- Opening Delimiter -

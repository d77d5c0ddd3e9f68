//! Forming press phase engine.
//!
//! Cycle phases: load 10 %, form 40 %, hold 15 %, eject 15 %, raise 20 %.
//! Ram position is an explicit function of the phase; hydraulic pressure
//! builds quadratically through the form phase, holds flat, then releases.
//! The press owns the line's first buffer: ejection stalls while that output
//! buffer is full and resumes once a consumer frees a slot.

use crate::buffer::PartBuffer;
use crate::machine::{BaseMachine, MachineConfig, MachineEvent, MachineSimulator};
use chrono::{DateTime, Utc};
use shopfloor_common::nodes::{DataType, NodeDefinition, Value, ValueMap};
use shopfloor_common::noise::{clamp, clamp_positive, NoiseGenerator};
use shopfloor_common::state::MachineState;
use shopfloor_common::types::{ErrorInfo, Part, PartStatus, ProductionOrder};
use std::time::Duration;

const AMBIENT_TEMP: f64 = 25.0;

/// Phase within a forming cycle.
#[derive(Debug, Clone, Copy, PartialEq, Eq)]
pub enum FormingPhase {
    Idle,
    /// Sheet metal loading, ram at top.
    Load,
    /// Ram descending, forming.
    Form,
    /// Pressure maintained at the bottom.
    Hold,
    /// Part ejection.
    Eject,
    /// Ram returning to top.
    Raise,
}

impl FormingPhase {
    pub const fn as_str(&self) -> &'static str {
        match self {
            Self::Idle => "Idle",
            Self::Load => "Load",
            Self::Form => "Form",
            Self::Hold => "Hold",
            Self::Eject => "Eject",
            Self::Raise => "Raise",
        }
    }
}

pub const FORMING_ERROR_CODES: [&str; 6] = ["F001", "F002", "F003", "F004", "F005", "F006"];

pub fn error_info(code: &str) -> (&'static str, Duration, Duration) {
    match code {
        "F001" => (
            "Sheet metal misfeed detected",
            Duration::from_secs(30),
            Duration::from_secs(60),
        ),
        "F002" => (
            "Hydraulic system fault",
            Duration::from_secs(60),
            Duration::from_secs(3 * 60),
        ),
        "F003" => (
            "Overpressure detected",
            Duration::from_secs(45),
            Duration::from_secs(2 * 60),
        ),
        "F004" => (
            "Ram stuck in position",
            Duration::from_secs(2 * 60),
            Duration::from_secs(5 * 60),
        ),
        "F005" => (
            "Quality reject - forming defect",
            Duration::from_secs(15),
            Duration::from_secs(45),
        ),
        "F006" => (
            "Temperature out of range",
            Duration::from_secs(60),
            Duration::from_secs(2 * 60),
        ),
        _ => ("", Duration::ZERO, Duration::ZERO),
    }
}

/// Forming press process parameters and phase fractions.
#[derive(Debug, Clone)]
pub struct FormingConfig {
    /// Die temperature target under production load, deg C.
    pub target_temperature: f64,
    /// bar.
    pub max_pressure: f64,
    /// kN.
    pub max_forming_force: f64,
    /// Total ram travel, mm.
    pub ram_travel: f64,
    /// mm/s.
    pub max_ram_speed: f64,

    pub load_fraction: f64,
    pub form_fraction: f64,
    pub hold_fraction: f64,
    pub eject_fraction: f64,
    pub raise_fraction: f64,

    pub output_buffer_capacity: usize,
}

impl Default for FormingConfig {
    fn default() -> Self {
        // Cold forming defaults.
        Self {
            target_temperature: 45.0,
            max_pressure: 150.0,
            max_forming_force: 250.0,
            ram_travel: 400.0,
            max_ram_speed: 80.0,
            load_fraction: 0.10,
            form_fraction: 0.40,
            hold_fraction: 0.15,
            eject_fraction: 0.15,
            raise_fraction: 0.20,
            output_buffer_capacity: 5,
        }
    }
}
impl WeldPhase {
    pub const fn as_str(&self) -> &'static str {
        match self {
            Self::Off => "Off",
            Self::RampUp => "RampUp",
            Self::Steady => "Steady",
            Self::RampDown => "RampDown",
        }
    }
}

/// Welding-specific error codes with message and duration range.
pub const WELDING_ERROR_CODES: [&str; 5] = ["E001", "E002", "E003", "E004", "E005"];

pub fn error_info(code: &str) -> (&'static str, Duration, Duration) {
    match code {
        "E001" => (
            "Wire feed jam detected",
            Duration::from_secs(5 * 60),
            Duration::from_secs(10 * 60),
        ),
        "E002" => (
            "Gas flow fault",
            Duration::from_secs(2 * 60),
            Duration::from_secs(5 * 60),
        ),
        "E003" => (
            "Arc fault detected",
            Duration::from_secs(60),
            Duration::from_secs(3 * 60),
        ),
        "E004" => (
            "Robot collision detected",
            Duration::from_secs(15 * 60),
            Duration::from_secs(30 * 60),
        ),
        "E005" => (
            "Quality reject",
            Duration::from_secs(60),
            Duration::from_secs(2 * 60),
        ),
        _ => ("", Duration::ZERO, Duration::ZERO),
    }
}

/// Target process parameters of the welding robot.
#[derive(Debug, Clone)]
pub struct WeldingConfig {
    /// Amps.
    pub target_current: f64,
    /// Volts.
    pub target_voltage: f64,
    /// m/min.
    pub target_wire_feed_speed: f64,
    /// l/min.
    pub target_gas_flow: f64,
    /// mm/s.
    pub target_travel_speed: f64,
    /// Total notional weld path length, mm.
    pub weld_path_length: f64,
}

impl Default for WeldingConfig {
    fn default() -> Self {
        // Mild steel, 0.035-0.045" wire.
        Self {
            target_current: 200.0,
            target_voltage: 24.0,
            target_wire_feed_speed: 9.6,
            target_gas_flow: 15.0,
            target_travel_speed: 10.0,
            weld_path_length: 500.0,
        }
    }
}

/// Welding robot simulator.
pub struct WeldingRobot {
    base: BaseMachine,
    weld_config: WeldingConfig,
    phase: WeldPhase,
    arc_time: f64,
    weld_path_progress: f64,
    noise: NoiseGenerator,
}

- Closing Delimiter -

[Exercise requirements] Print each record again. Nothing may be left out.

[Your solution]
repository d77d5c0ddd3e9f68
//! Forming press phase engine.
//!
//! Cycle phases: load 10 %, form 40 %, hold 15 %, eject 15 %, raise 20 %.
//! Ram position is an explicit function of the phase; hydraulic pressure
//! builds quadratically through the form phase, holds flat, then releases.
//! The press owns the line's first buffer: ejection stalls while that output
//! buffer is full and resumes once a consumer frees a slot.

use crate::buffer::PartBuffer;
use crate::machine::{BaseMachine, MachineConfig, MachineEvent, MachineSimulator};
use chrono::{DateTime, Utc};
use shopfloor_common::nodes::{DataType, NodeDefinition, Value, ValueMap};
use shopfloor_common::noise::{clamp, clamp_positive, NoiseGenerator};
use shopfloor_common::state::MachineState;
use shopfloor_common::types::{ErrorInfo, Part, PartStatus, ProductionOrder};
use std::time::Duration;

const AMBIENT_TEMP: f64 = 25.0;

/// Phase within a forming cycle.
#[derive(Debug, Clone, Copy, PartialEq, Eq)]
pub enum FormingPhase {
    Idle,
    /// Sheet metal loading, ram at top.
    Load,
    /// Ram descending, forming.
    Form,
    /// Pressure maintained at the bottom.
    Hold,
    /// Part ejection.
    Eject,
    /// Ram returning to top.
    Raise,
}

impl FormingPhase {
    pub const fn as_str(&self) -> &'static str {
        match self {
            Self::Idle => "Idle",
            Self::Load => "Load",
            Self::Form => "Form",
            Self::Hold => "Hold",
            Self::Eject => "Eject",
            Self::Raise => "Raise",
        }
    }
}

pub const FORMING_ERROR_CODES: [&str; 6] = ["F001", "F002", "F003", "F004", "F005", "F006"];

pub fn error_info(code: &str) -> (&'static str, Duration, Duration) {
    match code {
        "F001" => (
            "Sheet metal misfeed detected",
            Duration::from_secs(30),
            Duration::from_secs(60),
        ),
        "F002" => (
            "Hydraulic system fault",
            Duration::from_secs(60),
            Duration::from_secs(3 * 60),
        ),
        "F003" => (
            "Overpressure detected",
            Duration::from_secs(45),
            Duration::from_secs(2 * 60),
        ),
        "F004" => (
            "Ram stuck in position",
            Duration::from_secs(2 * 60),
            Duration::from_secs(5 * 60),
        ),
        "F005" => (
            "Quality reject - forming defect",
            Duration::from_secs(15),
            Duration::from_secs(45),
        ),
        "F006" => (
            "Temperature out of range",
            Duration::from_secs(60),
            Duration::from_secs(2 * 60),
        ),
        _ => ("", Duration::ZERO, Duration::ZERO),
    }
}

/// Forming press process parameters and phase fractions.
#[derive(Debug, Clone)]
pub struct FormingConfig {
    /// Die temperature target under production load, deg C.
    pub target_temperature: f64,
    /// bar.
    pub max_pressure: f64,
    /// kN.
    pub max_forming_force: f64,
    /// Total ram travel, mm.
    pub ram_travel: f64,
    /// mm/s.
    pub max_ram_speed: f64,

    pub load_fraction: f64,
    pub form_fraction: f64,
    pub hold_fraction: f64,
    pub eject_fraction: f64,
    pub raise_fraction: f64,

    pub output_buffer_capacity: usize,
}

impl Default for FormingConfig {
    fn default() -> Self {
        // Cold forming defaults.
        Self {
            target_temperature: 45.0,
            max_pressure: 150.0,
            max_forming_force: 250.0,
            ram_travel: 400.0,
            max_ram_speed: 80.0,
            load_fraction: 0.10,
            form_fraction: 0.40,
            hold_fraction: 0.15,
            eject_fraction: 0.15,
            raise_fraction: 0.20,
            output_buffer_capacity: 5,
        }
    }
}
impl WeldPhase {
    pub const fn as_str(&self) -> &'static str {
        match self {
            Self::Off => "Off",
            Self::RampUp => "RampUp",
            Self::Steady => "Steady",
            Self::RampDown => "RampDown",
        }
    }
}

/// Welding-specific error codes with message and duration range.
pub const WELDING_ERROR_CODES: [&str; 5] = ["E001", "E002", "E003", "E004", "E005"];

pub fn error_info(code: &str) -> (&'static str, Duration, Duration) {
    match code {
        "E001" => (
            "Wire feed jam detected",
            Duration::from_secs(5 * 60),
            Duration::from_secs(10 * 60),
        ),
        "E002" => (
            "Gas flow fault",
            Duration::from_secs(2 * 60),
            Duration::from_secs(5 * 60),
        ),
        "E003" => (
            "Arc fault detected",
            Duration::from_secs(60),
            Duration::from_secs(3 * 60),
        ),
        "E004" => (
            "Robot collision detected",
            Duration::from_secs(15 * 60),
            Duration::from_secs(30 * 60),
        ),
        "E005" => (
            "Quality reject",
            Duration::from_secs(60),
            Duration::from_secs(2 * 60),
        ),
        _ => ("", Duration::ZERO, Duration::ZERO),
    }
}

/// Target process parameters of the welding robot.
#[derive(Debug, Clone)]
pub struct WeldingConfig {
    /// Amps.
    pub target_current: f64,
    /// Volts.
    pub target_voltage: f64,
    /// m/min.
    pub target_wire_feed_speed: f64,
    /// l/min.
    pub target_gas_flow: f64,
    /// mm/s.
    pub target_travel_speed: f64,
    /// Total notional weld path length, mm.
    pub weld_path_length: f64,
}

impl Default for WeldingConfig {
    fn default() -> Self {
        // Mild steel, 0.035-0.045" wire.
        Self {
            target_current: 200.0,
            target_voltage: 24.0,
            target_wire_feed_speed: 9.6,
            target_gas_flow: 15.0,
            target_travel_speed: 10.0,
            weld_path_length: 500.0,
        }
    }
}

/// Welding robot simulator.
pub struct WeldingRobot {
    base: BaseMachine,
    weld_config: WeldingConfig,
    phase: WeldPhase,
    arc_time: f64,
    weld_path_progress: f64,
    noise: NoiseGenerator,
}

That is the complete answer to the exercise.